# [INSTRUCTIONS TO FOLLOW]
Only one number is expected here, namely how many lines of the entries below hold the string "body".

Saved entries
%%

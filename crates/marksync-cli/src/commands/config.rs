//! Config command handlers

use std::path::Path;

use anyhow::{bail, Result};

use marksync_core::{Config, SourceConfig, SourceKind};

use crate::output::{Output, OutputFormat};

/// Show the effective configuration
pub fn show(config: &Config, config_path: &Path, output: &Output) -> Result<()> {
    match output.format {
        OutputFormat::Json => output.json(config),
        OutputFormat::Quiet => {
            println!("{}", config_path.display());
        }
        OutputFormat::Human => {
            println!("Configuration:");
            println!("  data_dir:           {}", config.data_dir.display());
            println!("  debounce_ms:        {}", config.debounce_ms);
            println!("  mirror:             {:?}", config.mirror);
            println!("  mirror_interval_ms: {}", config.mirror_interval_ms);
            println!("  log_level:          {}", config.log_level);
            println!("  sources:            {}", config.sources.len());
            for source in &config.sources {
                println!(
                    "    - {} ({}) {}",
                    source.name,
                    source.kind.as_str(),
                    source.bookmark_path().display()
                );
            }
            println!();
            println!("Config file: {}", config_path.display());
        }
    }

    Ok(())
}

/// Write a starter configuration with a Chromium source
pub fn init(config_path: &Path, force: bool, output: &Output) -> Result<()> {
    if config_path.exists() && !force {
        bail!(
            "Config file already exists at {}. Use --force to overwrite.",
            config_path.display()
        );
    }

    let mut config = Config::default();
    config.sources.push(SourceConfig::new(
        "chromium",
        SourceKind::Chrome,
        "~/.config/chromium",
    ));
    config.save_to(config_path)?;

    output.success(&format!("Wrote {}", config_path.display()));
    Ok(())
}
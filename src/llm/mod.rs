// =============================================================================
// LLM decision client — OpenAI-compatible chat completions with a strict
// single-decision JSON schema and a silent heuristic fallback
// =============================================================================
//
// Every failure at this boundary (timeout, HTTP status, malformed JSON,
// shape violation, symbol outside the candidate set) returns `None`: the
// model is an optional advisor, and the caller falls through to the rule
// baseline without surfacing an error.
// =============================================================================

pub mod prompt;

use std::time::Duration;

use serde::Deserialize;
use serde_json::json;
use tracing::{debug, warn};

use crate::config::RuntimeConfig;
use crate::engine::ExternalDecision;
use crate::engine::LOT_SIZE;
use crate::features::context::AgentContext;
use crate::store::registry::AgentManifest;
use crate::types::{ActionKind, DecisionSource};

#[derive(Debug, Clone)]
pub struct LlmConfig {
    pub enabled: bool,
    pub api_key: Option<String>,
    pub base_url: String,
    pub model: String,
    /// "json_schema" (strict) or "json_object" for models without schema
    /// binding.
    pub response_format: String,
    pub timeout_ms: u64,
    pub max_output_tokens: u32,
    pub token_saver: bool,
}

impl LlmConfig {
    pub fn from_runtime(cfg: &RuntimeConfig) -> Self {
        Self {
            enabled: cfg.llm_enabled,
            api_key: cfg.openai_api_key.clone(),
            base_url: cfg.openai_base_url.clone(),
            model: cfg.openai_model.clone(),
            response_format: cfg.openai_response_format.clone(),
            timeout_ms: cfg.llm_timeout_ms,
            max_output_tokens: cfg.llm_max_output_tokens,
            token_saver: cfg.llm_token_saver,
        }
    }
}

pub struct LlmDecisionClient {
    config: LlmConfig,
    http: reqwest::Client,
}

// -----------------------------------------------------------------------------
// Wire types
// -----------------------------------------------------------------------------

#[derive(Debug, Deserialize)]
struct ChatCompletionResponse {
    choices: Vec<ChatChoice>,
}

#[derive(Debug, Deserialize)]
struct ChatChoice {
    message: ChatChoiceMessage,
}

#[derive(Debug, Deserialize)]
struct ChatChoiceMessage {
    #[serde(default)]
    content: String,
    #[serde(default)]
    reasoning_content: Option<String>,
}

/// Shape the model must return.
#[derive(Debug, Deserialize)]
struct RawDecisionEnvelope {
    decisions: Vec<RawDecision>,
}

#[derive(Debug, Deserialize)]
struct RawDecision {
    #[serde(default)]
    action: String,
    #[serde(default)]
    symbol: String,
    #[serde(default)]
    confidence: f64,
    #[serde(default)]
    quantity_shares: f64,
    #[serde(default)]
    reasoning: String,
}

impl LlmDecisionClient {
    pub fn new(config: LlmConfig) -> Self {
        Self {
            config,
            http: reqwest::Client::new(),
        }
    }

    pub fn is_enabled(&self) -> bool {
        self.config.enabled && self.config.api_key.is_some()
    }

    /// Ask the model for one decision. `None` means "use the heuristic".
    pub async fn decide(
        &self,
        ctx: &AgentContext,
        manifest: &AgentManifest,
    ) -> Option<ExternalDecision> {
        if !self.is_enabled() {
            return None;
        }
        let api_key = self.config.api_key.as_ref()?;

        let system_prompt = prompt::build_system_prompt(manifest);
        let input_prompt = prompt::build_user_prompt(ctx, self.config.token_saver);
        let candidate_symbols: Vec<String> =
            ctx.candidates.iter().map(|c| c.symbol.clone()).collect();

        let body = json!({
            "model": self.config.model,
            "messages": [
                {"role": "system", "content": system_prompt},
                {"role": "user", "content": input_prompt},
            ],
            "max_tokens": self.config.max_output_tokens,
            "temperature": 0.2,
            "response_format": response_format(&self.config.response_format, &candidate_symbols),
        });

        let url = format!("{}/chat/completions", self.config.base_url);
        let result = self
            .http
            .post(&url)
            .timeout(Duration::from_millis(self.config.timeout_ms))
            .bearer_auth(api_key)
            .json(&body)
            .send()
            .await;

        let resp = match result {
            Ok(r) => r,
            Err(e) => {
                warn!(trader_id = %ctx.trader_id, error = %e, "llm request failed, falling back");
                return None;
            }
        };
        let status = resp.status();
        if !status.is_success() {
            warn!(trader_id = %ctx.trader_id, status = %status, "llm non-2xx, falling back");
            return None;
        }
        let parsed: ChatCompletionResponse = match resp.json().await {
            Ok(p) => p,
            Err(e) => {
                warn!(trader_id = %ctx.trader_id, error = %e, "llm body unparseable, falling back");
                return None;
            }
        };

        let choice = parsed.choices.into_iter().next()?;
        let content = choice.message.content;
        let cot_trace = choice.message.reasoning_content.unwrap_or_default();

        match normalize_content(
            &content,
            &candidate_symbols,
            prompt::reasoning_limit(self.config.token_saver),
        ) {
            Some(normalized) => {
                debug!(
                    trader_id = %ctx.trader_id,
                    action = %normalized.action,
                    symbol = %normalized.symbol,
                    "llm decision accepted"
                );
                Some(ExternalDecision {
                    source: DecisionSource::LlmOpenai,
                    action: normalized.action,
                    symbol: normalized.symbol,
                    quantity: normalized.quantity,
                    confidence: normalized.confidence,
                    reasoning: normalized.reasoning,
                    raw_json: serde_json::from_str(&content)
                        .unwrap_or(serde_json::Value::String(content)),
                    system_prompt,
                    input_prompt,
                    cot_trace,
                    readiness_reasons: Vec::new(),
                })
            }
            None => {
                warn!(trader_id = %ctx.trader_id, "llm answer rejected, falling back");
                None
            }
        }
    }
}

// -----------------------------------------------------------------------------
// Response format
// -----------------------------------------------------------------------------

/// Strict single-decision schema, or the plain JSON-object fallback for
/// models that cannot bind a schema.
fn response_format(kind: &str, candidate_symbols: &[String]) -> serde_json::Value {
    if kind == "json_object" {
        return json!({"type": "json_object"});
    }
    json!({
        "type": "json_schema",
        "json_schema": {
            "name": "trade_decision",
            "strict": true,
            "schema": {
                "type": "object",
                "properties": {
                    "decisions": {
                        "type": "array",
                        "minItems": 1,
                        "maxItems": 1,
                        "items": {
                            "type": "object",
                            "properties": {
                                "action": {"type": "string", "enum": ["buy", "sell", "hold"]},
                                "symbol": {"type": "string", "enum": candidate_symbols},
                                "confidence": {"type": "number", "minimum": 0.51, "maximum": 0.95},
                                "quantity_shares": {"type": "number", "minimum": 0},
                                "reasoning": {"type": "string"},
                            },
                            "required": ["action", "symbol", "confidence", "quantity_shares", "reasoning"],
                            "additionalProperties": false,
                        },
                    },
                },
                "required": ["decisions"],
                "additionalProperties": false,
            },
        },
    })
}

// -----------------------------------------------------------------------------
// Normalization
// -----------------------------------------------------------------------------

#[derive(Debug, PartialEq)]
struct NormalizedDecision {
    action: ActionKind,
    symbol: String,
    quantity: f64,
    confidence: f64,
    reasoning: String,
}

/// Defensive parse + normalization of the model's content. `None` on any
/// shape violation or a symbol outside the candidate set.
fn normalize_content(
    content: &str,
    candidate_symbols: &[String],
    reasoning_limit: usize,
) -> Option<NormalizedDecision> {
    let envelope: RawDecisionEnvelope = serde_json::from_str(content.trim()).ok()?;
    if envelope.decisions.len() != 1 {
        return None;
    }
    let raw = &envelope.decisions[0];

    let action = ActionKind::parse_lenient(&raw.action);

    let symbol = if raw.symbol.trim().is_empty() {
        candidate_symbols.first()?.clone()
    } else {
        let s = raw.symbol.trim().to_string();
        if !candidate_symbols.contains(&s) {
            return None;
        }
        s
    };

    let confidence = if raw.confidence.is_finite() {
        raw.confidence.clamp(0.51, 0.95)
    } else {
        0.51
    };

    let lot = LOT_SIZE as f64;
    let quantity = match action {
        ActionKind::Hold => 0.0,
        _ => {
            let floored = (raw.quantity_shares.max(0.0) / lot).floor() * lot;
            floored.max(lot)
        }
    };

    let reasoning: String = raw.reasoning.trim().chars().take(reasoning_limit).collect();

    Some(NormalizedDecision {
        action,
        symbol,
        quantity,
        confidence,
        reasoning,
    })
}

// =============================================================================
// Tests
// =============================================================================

%%

# [WRITTEN RESPONSE]
3